> **WHAT IS BEING ASKED**: The answer should consist of all the entries, repeated word for word.

> **INFORMATION SHOWN**:
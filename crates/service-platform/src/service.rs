use std::time::Duration;

use crate::error::Result;

/// Pause between the stop and start halves of [`Service::restart`].
pub const RESTART_DELAY: Duration = Duration::from_millis(50);

pub trait Service: Send + Sync {
    /// Name the service is registered under
    fn name(&self) -> &str;

    /// Ask the OS service manager to start the installed service
    fn start(&self) -> Result<()>;

    /// Ask the OS service manager to stop the installed service
    fn stop(&self) -> Result<()>;

    /// Stop, wait briefly, then start. A failed stop skips the start.
    fn restart(&self) -> Result<()> {
        self.stop()?;
        std::thread::sleep(RESTART_DELAY);
        self.start()
    }

    /// Whether the installed registration is missing or differs from the config.
    /// Never modifies persisted state.
    fn install_or_update_required(&self) -> Result<bool>;

    /// Create or update the registration; returns `true` if anything changed
    fn install_or_update(&self) -> Result<bool>;

    /// Remove the registration, failing with `NotInstalled` if there is none
    fn uninstall(&self) -> Result<()>;

    /// Run `program` as the managed service. Blocks until the service manager
    /// (or a termination signal) asks the process to stop.
    fn run(&self, program: Box<dyn Program>) -> Result<()>;
}

/// The hosted program driven by the control bridge.
pub trait Program: Send {
    /// Called once per run, before the service is reported as running
    fn start(&mut self) -> anyhow::Result<()>;

    /// Called at most once per run when the service is asked to stop
    fn stop(&mut self) -> anyhow::Result<()> {
        Ok(())
    }
}

type Callback = Box<dyn FnMut() -> anyhow::Result<()> + Send>;

/// A [`Program`] assembled from closures.
pub struct Callbacks {
    on_start: Callback,
    on_stop: Option<Callback>,
}

impl Callbacks {
    pub fn new<F>(on_start: F) -> Self
    where
        F: FnMut() -> anyhow::Result<()> + Send + 'static,
    {
        Self {
            on_start: Box::new(on_start),
            on_stop: None,
        }
    }

    pub fn on_stop<F>(mut self, on_stop: F) -> Self
    where
        F: FnMut() -> anyhow::Result<()> + Send + 'static,
    {
        self.on_stop = Some(Box::new(on_stop));
        self
    }
}

impl Program for Callbacks {
    fn start(&mut self) -> anyhow::Result<()> {
        (self.on_start)()
    }

    fn stop(&mut self) -> anyhow::Result<()> {
        match self.on_stop.as_mut() {
            Some(on_stop) => on_stop(),
            None => Ok(()),
        }
    }
}

#[cfg(test)]
mod tests {
    use super::*;
    use crate::error::ServiceError;
    use std::sync::atomic::{AtomicUsize, Ordering};
    use std::sync::{Arc, Mutex};

    struct Scripted {
        calls: Arc<Mutex<Vec<&'static str>>>,
        stop_fails: bool,
    }

    impl Service for Scripted {
        fn name(&self) -> &str {
            "scripted"
        }

        fn start(&self) -> Result<()> {
            self.calls.lock().unwrap().push("start");
            Ok(())
        }

        fn stop(&self) -> Result<()> {
            self.calls.lock().unwrap().push("stop");
            if self.stop_fails {
                return Err(ServiceError::invocation("stop scripted", "exit status 3"));
            }
            Ok(())
        }

        fn install_or_update_required(&self) -> Result<bool> {
            Ok(false)
        }

        fn install_or_update(&self) -> Result<bool> {
            Ok(false)
        }

        fn uninstall(&self) -> Result<()> {
            Ok(())
        }

        fn run(&self, _program: Box<dyn Program>) -> Result<()> {
            Ok(())
        }
    }

    #[test]
    fn test_restart_stops_then_starts() {
        let calls = Arc::new(Mutex::new(Vec::new()));
        let svc = Scripted { calls: calls.clone(), stop_fails: false };
        svc.restart().unwrap();
        assert_eq!(*calls.lock().unwrap(), vec!["stop", "start"]);
    }

    #[test]
    fn test_restart_skips_start_when_stop_fails() {
        let calls = Arc::new(Mutex::new(Vec::new()));
        let svc = Scripted { calls: calls.clone(), stop_fails: true };
        assert!(svc.restart().is_err());
        assert_eq!(*calls.lock().unwrap(), vec!["stop"]);
    }

    #[test]
    fn test_callbacks_without_stop_is_noop() {
        let started = Arc::new(AtomicUsize::new(0));
        let counter = started.clone();
        let mut program = Callbacks::new(move || {
            counter.fetch_add(1, Ordering::SeqCst);
            Ok(())
        });

        program.start().unwrap();
        program.stop().unwrap();
        assert_eq!(started.load(Ordering::SeqCst), 1);
    }

    #[test]
    fn test_callbacks_stop_error_is_returned() {
        let mut program = Callbacks::new(|| Ok(())).on_stop(|| anyhow::bail!("flush failed"));
        let err = program.stop().unwrap_err();
        assert_eq!(err.to_string(), "flush failed");
    }
}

> **RESPONSE BELOW**:
filename crates/service-platform/src/service.rs
use std::time::Duration;

use crate::error::Result;

/// Pause between the stop and start halves of [`Service::restart`].
pub const RESTART_DELAY: Duration = Duration::from_millis(50);

pub trait Service: Send + Sync {
    /// Name the service is registered under
    fn name(&self) -> &str;

    /// Ask the OS service manager to start the installed service
    fn start(&self) -> Result<()>;

    /// Ask the OS service manager to stop the installed service
    fn stop(&self) -> Result<()>;

    /// Stop, wait briefly, then start. A failed stop skips the start.
    fn restart(&self) -> Result<()> {
        self.stop()?;
        std::thread::sleep(RESTART_DELAY);
        self.start()
    }

    /// Whether the installed registration is missing or differs from the config.
    /// Never modifies persisted state.
    fn install_or_update_required(&self) -> Result<bool>;

    /// Create or update the registration; returns `true` if anything changed
    fn install_or_update(&self) -> Result<bool>;

    /// Remove the registration, failing with `NotInstalled` if there is none
    fn uninstall(&self) -> Result<()>;

    /// Run `program` as the managed service. Blocks until the service manager
    /// (or a termination signal) asks the process to stop.
    fn run(&self, program: Box<dyn Program>) -> Result<()>;
}

/// The hosted program driven by the control bridge.
pub trait Program: Send {
    /// Called once per run, before the service is reported as running
    fn start(&mut self) -> anyhow::Result<()>;

    /// Called at most once per run when the service is asked to stop
    fn stop(&mut self) -> anyhow::Result<()> {
        Ok(())
    }
}

type Callback = Box<dyn FnMut() -> anyhow::Result<()> + Send>;

/// A [`Program`] assembled from closures.
pub struct Callbacks {
    on_start: Callback,
    on_stop: Option<Callback>,
}

impl Callbacks {
    pub fn new<F>(on_start: F) -> Self
    where
        F: FnMut() -> anyhow::Result<()> + Send + 'static,
    {
        Self {
            on_start: Box::new(on_start),
            on_stop: None,
        }
    }

    pub fn on_stop<F>(mut self, on_stop: F) -> Self
    where
        F: FnMut() -> anyhow::Result<()> + Send + 'static,
    {
        self.on_stop = Some(Box::new(on_stop));
        self
    }
}

impl Program for Callbacks {
    fn start(&mut self) -> anyhow::Result<()> {
        (self.on_start)()
    }

    fn stop(&mut self) -> anyhow::Result<()> {
        match self.on_stop.as_mut() {
            Some(on_stop) => on_stop(),
            None => Ok(()),
        }
    }
}

#[cfg(test)]
mod tests {
    use super::*;
    use crate::error::ServiceError;
    use std::sync::atomic::{AtomicUsize, Ordering};
    use std::sync::{Arc, Mutex};

    struct Scripted {
        calls: Arc<Mutex<Vec<&'static str>>>,
        stop_fails: bool,
    }

    impl Service for Scripted {
        fn name(&self) -> &str {
            "scripted"
        }

        fn start(&self) -> Result<()> {
            self.calls.lock().unwrap().push("start");
            Ok(())
        }

        fn stop(&self) -> Result<()> {
            self.calls.lock().unwrap().push("stop");
            if self.stop_fails {
                return Err(ServiceError::invocation("stop scripted", "exit status 3"));
            }
            Ok(())
        }

        fn install_or_update_required(&self) -> Result<bool> {
            Ok(false)
        }

        fn install_or_update(&self) -> Result<bool> {
            Ok(false)
        }

        fn uninstall(&self) -> Result<()> {
            Ok(())
        }

        fn run(&self, _program: Box<dyn Program>) -> Result<()> {
            Ok(())
        }
    }

    #[test]
    fn test_restart_stops_then_starts() {
        let calls = Arc::new(Mutex::new(Vec::new()));
        let svc = Scripted { calls: calls.clone(), stop_fails: false };
        svc.restart().unwrap();
        assert_eq!(*calls.lock().unwrap(), vec!["stop", "start"]);
    }

    #[test]
    fn test_restart_skips_start_when_stop_fails() {
        let calls = Arc::new(Mutex::new(Vec::new()));
        let svc = Scripted { calls: calls.clone(), stop_fails: true };
        assert!(svc.restart().is_err());
        assert_eq!(*calls.lock().unwrap(), vec!["stop"]);
    }

    #[test]
    fn test_callbacks_without_stop_is_noop() {
        let started = Arc::new(AtomicUsize::new(0));
        let counter = started.clone();
        let mut program = Callbacks::new(move || {
            counter.fetch_add(1, Ordering::SeqCst);
            Ok(())
        });

        program.start().unwrap();
        program.stop().unwrap();
        assert_eq!(started.load(Ordering::SeqCst), 1);
    }

    #[test]
    fn test_callbacks_stop_error_is_returned() {
        let mut program = Callbacks::new(|| Ok(())).on_stop(|| anyhow::bail!("flush failed"));
        let err = program.stop().unwrap_err();
        assert_eq!(err.to_string(), "flush failed");
    }
}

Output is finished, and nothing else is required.